Need help squashing foreign spam
September 21, 2006 8:12 AM   Subscribe

I get tons of spam in languages other than english -- entire messages in other languages that I can't even read to determine what the spam is about. I'd like to make a simple set of email filters to whack out any email in russian, chinese, japanese, and korean. Can someone give me a single character from each language that represents the most commonly used letter? (like the letter "a" in English)

People I know never seem to send me stuff with other languages in it, so even if I go with the sledgehammer of looking for single popular characters, I don't think I'll get too many false positives.

Or should I try using language message headers instead? Do spammers stick to language-specific character sets?
posted by mathowie to Writing & Language (15 answers total)
throw a sample paragraph in here or into a translation site such as babelfish.

I'm getting tons of japanese spam myself.
posted by krautland at 8:19 AM on September 21, 2006

I'd block using the content-type header. If you have control over your mail server, you can also just use country-specific blacklists and block entire countries. This is the approach I use; the bounce message includes instructions for getting whitelisted in case I unintentionally bounce any human correspondents. In the last year or so, exactly zero senders in Asia have added themselves to my whitelist.
posted by kindall at 8:27 AM on September 21, 2006

i thought the letter 'e' was the most commonly used letter in english?
posted by sonofslim at 8:28 AM on September 21, 2006

It's perhaps a bit of a big hammer to apply, but I've found that filtering messages having any non-ASCII character (or any Base64 escaped character) in the Subject: header pretty much clobbers all of the non-ASCII spam.

I used to do this with a regular expression in Procmail, but SpamAssassin has long supported language filtering, so I no longer have a convenient filter expression to paste for you. Sorry.
posted by majick at 8:34 AM on September 21, 2006

(Or any MIME-escaped character, for that matter /=\d\d/ appearing in the Subject: header matches a certain chunk of my non-ASCII spam)
posted by majick at 8:37 AM on September 21, 2006

Here is an archived version of a now-gone page that addresses this issue for Procmail users.

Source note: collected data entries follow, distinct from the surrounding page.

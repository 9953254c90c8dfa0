use super::{Error, Severity};

/// A policy for classifying and emitting errors.
///
/// Library crates should not log failures they return; the request layer installs an
/// `ErrorPolicy` at its boundary and decides how to present them.
///
/// Example
/// ```rust,ignore
/// use scibridge_error::{ErrorPolicy, Severity, Error};
///
/// struct PrintPolicy;
/// impl ErrorPolicy for PrintPolicy {
///     fn classify(&self, e: &Error) -> Severity { e.severity() }
///     fn emit(&self, e: &Error) { eprintln!("[{:?}] {e}", self.classify(e)); }
/// }
/// ```
pub trait ErrorPolicy: Send + Sync {
    fn classify(&self, error: &Error) -> Severity;

    /// Reports the error; never alters it.
    fn emit(&self, error: &Error);
}

/// Logs bad requests at `WARN` and store or internal failures at `ERROR`, with the status
/// code the request layer answers with.
#[cfg(feature = "tracing")]
#[derive(Debug, Clone, Default)]
pub struct TracingPolicy;

#[cfg(feature = "tracing")]
impl ErrorPolicy for TracingPolicy {
    fn classify(&self, error: &Error) -> Severity {
        error.severity()
    }

    fn emit(&self, error: &Error) {
        use tracing::{Level, event};

        let status = error.status_code();
        match self.classify(error) {
            Severity::Warning => event!(Level::WARN, error = %error, status, kind = error.name()),
            Severity::Error | Severity::Fatal => {
                event!(Level::ERROR, error = %error, status, kind = error.name())
            }
        }
    }
}

#[cfg(all(test, feature = "tracing"))]
mod tests {
    use super::*;
    use crate::{FetchError, FilterError, InternalError};

    #[test]
    fn tracing_policy_follows_error_severity() {
        let bad_request: Error = FilterError::UnknownUnit("furlong".into()).into();
        let store: Error = FetchError::NotFound {
            collection: "Samples".into(),
            id: "s1".into(),
        }
        .into();
        let broken: Error = InternalError::InvalidState("no hydration".into()).into();

        assert_eq!(TracingPolicy.classify(&bad_request), Severity::Warning);
        assert_eq!(TracingPolicy.classify(&store), Severity::Fatal);
        assert_eq!(TracingPolicy.classify(&broken), Severity::Error);
        // Emission without a subscriber is a no-op.
        TracingPolicy.emit(&store);
    }
}
//! How loudly a failure is reported at the request boundary.
//!
//! - Warning: the client asked for something unsupported; the bridge itself is healthy
//! - Error: a broken invariant inside the bridge
//! - Fatal: the backing store failed and the request cannot be answered
#[derive(Clone, Copy, Debug, PartialEq, Eq)]
pub enum Severity {
    Warning,
    Error,
    Fatal,
}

Here's a simpler filter recipe based on it, which I found somewhere long ago:

:0 BD
* -1^1 .
* 2^1 =[0-9A-F][0-9A-F]
* 33^1 [¡¢£¤¥¦§¨©ª«¬­®¯°±²³´µ¶·¸¹º»¼½¾¿]
* 33^1 [àáâãäåæçèéêëìíîïðñòóôõö÷øùúûüýþÿ]
* 33^1 =[A-F][0-9A-F]
| formail -i "Subject:[Asian character set]"

(not sure how well that'll appear in y'all's browsers)
posted by Eater at 8:48 AM on September 21, 2006

SpamAssassin has an option like this.
posted by Loto at 8:51 AM on September 21, 2006

eater, it looks here as if you are blocking a bunch of german and danish characters as well...
posted by krautland at 8:52 AM on September 21, 2006

I've always wondered why ISPs can't handle this. My mailserver is hosted by Dreamhost. I want an option in their control panel that will allow me to block all e-mail with non-Western character sests, and it frustrates me that none exists. It seems that this simple act (along with blocking of image-only e-mails) would cut 50% of the spam I receive.
posted by jdroth at 8:56 AM on September 21, 2006

Best answer: Previously asked. :)

I still think my answer is good: look for gb2312, koi8-r, big5, and so on in the Content-Type header of your email. This works extremely well, is easy, and has zero false positives.
posted by jellicle at 8:59 AM on September 21, 2006

Yeah, the pasting of the recipe above misrendered the high-bit characters.
posted by Eater at 9:03 AM on September 21, 2006

Just use Outlook 2003 or higher :) It lets you allow/block messages by language.
posted by blindcarboncopy at 9:24 AM on September 21, 2006

Response by poster: jellicle, this is for gmail, so I think I can still do that by searching the header for those phrases.
posted by mathowie at 9:59 AM on September 21, 2006

This is the nearest phonetic equivalent to 'a' in Korean : ㅏ
posted by stavrosthewonderchicken at 4:54 PM on September 21, 2006

I use gmail, have the same problem, and have been able to block most non-English spam by creating single-character filters. I did this by scanning the text of the spam and trying to find characters which appeared more than once. Sometimes this worked and sometimes it didn't, but when I couldn't find a duplicate, I chose a random character & created a filter for that. This isn't a perfect system and doesn't always work on the first try, but it definitely helped cut down on spam, right away.